[Records drawn from a dataset]
··········

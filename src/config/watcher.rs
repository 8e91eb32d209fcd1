//! Configuration file watcher for hot reload.

use std::path::{Path, PathBuf};
use std::time::Duration;

use notify::{Config, Event, RecommendedWatcher, RecursiveMode, Watcher};
use tokio::sync::mpsc;

use crate::config::loader::load_config;
use crate::config::schema::GatewayConfig;

/// A watcher that monitors the configuration file for changes.
///
/// Only configurations that parse and validate are sent; a broken edit keeps
/// the running configuration in place.
pub struct ConfigWatcher {
    path: PathBuf,
    update_tx: mpsc::UnboundedSender<GatewayConfig>,
}

impl ConfigWatcher {
    /// Create a new ConfigWatcher.
    ///
    /// Returns the watcher and a receiver for configuration updates.
    pub fn new(path: &Path) -> (Self, mpsc::UnboundedReceiver<GatewayConfig>) {
        let (update_tx, update_rx) = mpsc::unbounded_channel();

        (
            Self {
                path: path.to_path_buf(),
                update_tx,
            },
            update_rx,
        )
    }

    /// Start watching the file in a background thread.
    ///
    /// The returned watcher must be kept alive for events to be delivered.
    pub fn run(self) -> Result<RecommendedWatcher, notify::Error> {
        let tx = self.update_tx.clone();
        let path = self.path.clone();

        let mut watcher = RecommendedWatcher::new(
            move |res: notify::Result<Event>| match res {
                Ok(event) => {
                    if event.kind.is_modify() || event.kind.is_create() {
                        tracing::info!(path = ?path, "Config file change detected, reloading");
                        match load_config(&path) {
                            Ok(new_config) => {
                                let _ = tx.send(new_config);
                            }
                            Err(e) => {
                                tracing::error!(
                                    error = %e,
                                    "Failed to reload config, keeping current configuration"
                                );
                            }
                        }
                    }
                }
                Err(e) => tracing::error!(error = ?e, "Config watch error"),
            },
            Config::default().with_poll_interval(Duration::from_secs(2)),
        )?;

        watcher.watch(&self.path, RecursiveMode::NonRecursive)?;

        tracing::info!(path = ?self.path, "Config watcher started");
        Ok(watcher)
    }
}
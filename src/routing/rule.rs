//! Compiled route rules.

use std::collections::BTreeMap;

use axum::http::Method;
use serde::Serialize;

use crate::config::schema::RouteConfig;
use crate::config::validation::ValidationError;
use crate::routing::matcher::{MethodMatcher, PathPattern};

/// A mapping from inbound request shape to a target service.
#[derive(Debug, Clone, PartialEq)]
pub struct RouteRule {
    pub path: PathPattern,
    pub method: MethodMatcher,
    pub service: String,
    pub strip_prefix: bool,
    pub require_auth: bool,
    pub headers: BTreeMap<String, String>,
}

impl RouteRule {
    /// Compile a route from configuration.
    pub fn from_config(config: &RouteConfig) -> Result<Self, ValidationError> {
        let invalid = |reason: String| ValidationError::InvalidRoute {
            path: config.path.clone(),
            reason,
        };

        let path = PathPattern::new(config.path.as_str())
            .ok_or_else(|| invalid("path must start with '/'".into()))?;
        let method = MethodMatcher::parse(&config.method)
            .ok_or_else(|| invalid(format!("invalid method '{}'", config.method)))?;
        if config.service.trim().is_empty() {
            return Err(invalid("service must not be empty".into()));
        }

        Ok(Self {
            path,
            method,
            service: config.service.clone(),
            strip_prefix: config.strip_prefix,
            require_auth: config.require_auth,
            headers: config.headers.clone(),
        })
    }

    /// Returns true if both method and path match.
    pub fn matches(&self, method: &Method, path: &str) -> bool {
        self.method.matches(method) && self.path.matches(path)
    }

    /// Path to forward upstream for a request path matched by this rule.
    pub fn forward_path(&self, path: &str) -> String {
        if self.strip_prefix {
            self.path.strip(path)
        } else {
            path.to_string()
        }
    }

    /// Serializable view for introspection.
    pub fn info(&self) -> RouteInfo {
        RouteInfo {
            path: self.path.as_str().to_string(),
            method: self.method.to_string(),
            service: self.service.clone(),
            require_auth: self.require_auth,
            strip_prefix: self.strip_prefix,
        }
    }
}

/// Introspection view of a route.
#[derive(Debug, Clone, Serialize, PartialEq)]
pub struct RouteInfo {
    pub path: String,
    pub method: String,
    pub service: String,
    pub require_auth: bool,
    pub strip_prefix: bool,
}

#[cfg(test)]
mod tests {
    use super::*;

    fn config(path: &str, method: &str, strip_prefix: bool) -> RouteConfig {
        RouteConfig {
            path: path.into(),
            method: method.into(),
            service: "orders".into(),
            strip_prefix,
            require_auth: false,
            headers: Default::default(),
        }
    }

    #[test]
    fn test_compile_and_match() {
        let rule = RouteRule::from_config(&config("/api/orders/*", "GET", true)).unwrap();
        assert!(rule.matches(&Method::GET, "/api/orders/42"));
        assert!(!rule.matches(&Method::POST, "/api/orders/42"));
        assert!(!rule.matches(&Method::GET, "/api/ordersx"));
        assert_eq!(rule.forward_path("/api/orders/42"), "/42");
    }

    #[test]
    fn test_forward_path_without_strip() {
        let rule = RouteRule::from_config(&config("/api/orders/*", "*", false)).unwrap();
        assert_eq!(rule.forward_path("/api/orders/42"), "/api/orders/42");
    }

    #[test]
    fn test_invalid_route() {
        assert!(matches!(
            RouteRule::from_config(&config("orders", "*", false)),
            Err(ValidationError::InvalidRoute { .. })
        ));
        assert!(matches!(
            RouteRule::from_config(&config("/orders", "G ET", false)),
            Err(ValidationError::InvalidRoute { .. })
        ));
    }

    #[test]
    fn test_info() {
        let info = RouteRule::from_config(&config("/api/orders/*", "post", true))
            .unwrap()
            .info();
        assert_eq!(info.method, "POST");
        assert_eq!(info.path, "/api/orders/*");
        assert!(info.strip_prefix);
    }
}
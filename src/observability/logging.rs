//! Structured logging.
//!
//! # Design Decisions
//! - Uses tracing crate for structured logging
//! - JSON format for production, pretty format for development
//! - Log level from config, overridden by `RUST_LOG`

use tracing_subscriber::{layer::SubscriberExt, util::SubscriberInitExt, EnvFilter};

use crate::config::schema::{LogFormat, ObservabilityConfig};

/// Install the global subscriber. Returns an error if one is already set.
pub fn init_logging(
    config: &ObservabilityConfig,
) -> Result<(), tracing_subscriber::util::TryInitError> {
    let filter = EnvFilter::try_from_default_env().unwrap_or_else(|_| {
        format!("api_gateway={level},tower_http={level}", level = config.log_level).into()
    });

    let registry = tracing_subscriber::registry().with(filter);
    match config.log_format {
        LogFormat::Json => registry.with(tracing_subscriber::fmt::layer().json()).try_init(),
        LogFormat::Pretty => registry.with(tracing_subscriber::fmt::layer()).try_init(),
    }
}
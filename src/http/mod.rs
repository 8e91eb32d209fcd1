//! HTTP protocol handling subsystem.
//!
//! # Data Flow
//! ```text
//! TCP connection
//!     → server.rs (Axum setup, middleware)
//!     → request.rs (request ID, request span)
//!     → /gateway/* and /health: admin handlers
//!     → everything else: gateway pipeline
//!     → Send to client
//! ```

pub mod client;
pub mod request;
pub mod server;

pub use client::{upstream_client, UpstreamClient};
pub use request::X_REQUEST_ID;
pub use server::{AppState, HttpServer};
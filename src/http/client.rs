//! Outbound HTTP client shared by the forwarder and the health checker.
//!
//! Upstreams may be `http` or `https`; TLS uses rustls with the webpki
//! root store.

use axum::body::Body;
use hyper_rustls::{HttpsConnector, HttpsConnectorBuilder};
use hyper_util::{
    client::legacy::{connect::HttpConnector, Client},
    rt::TokioExecutor,
};

pub type UpstreamClient = Client<HttpsConnector<HttpConnector>, Body>;

/// Build a pooled client that speaks both plain and TLS HTTP/1.1.
pub fn upstream_client() -> UpstreamClient {
    let connector = HttpsConnectorBuilder::new()
        .with_webpki_roots()
        .https_or_http()
        .enable_http1()
        .build();
    Client::builder(TokioExecutor::new()).build(connector)
}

··········

=== What to produce ===
What is needed is an exact copy of the entries from their first line down to the line with "let mut watcher", that line included, and nothing beyond it.

=== Solution to the problem ===
filename src/config/watcher.rs
repository 8e91eb32d209fcd1
//! Configuration file watcher for hot reload.

use std::path::{Path, PathBuf};
use std::time::Duration;

use notify::{Config, Event, RecommendedWatcher, RecursiveMode, Watcher};
use tokio::sync::mpsc;

use crate::config::loader::load_config;
use crate::config::schema::GatewayConfig;

/// A watcher that monitors the configuration file for changes.
///
/// Only configurations that parse and validate are sent; a broken edit keeps
/// the running configuration in place.
pub struct ConfigWatcher {
    path: PathBuf,
    update_tx: mpsc::UnboundedSender<GatewayConfig>,
}

impl ConfigWatcher {
    /// Create a new ConfigWatcher.
    ///
    /// Returns the watcher and a receiver for configuration updates.
    pub fn new(path: &Path) -> (Self, mpsc::UnboundedReceiver<GatewayConfig>) {
        let (update_tx, update_rx) = mpsc::unbounded_channel();

        (
            Self {
                path: path.to_path_buf(),
                update_tx,
            },
            update_rx,
        )
    }

    /// Start watching the file in a background thread.
    ///
    /// The returned watcher must be kept alive for events to be delivered.
    pub fn run(self) -> Result<RecommendedWatcher, notify::Error> {
        let tx = self.update_tx.clone();
        let path = self.path.clone();

        let mut watcher = RecommendedWatcher::new(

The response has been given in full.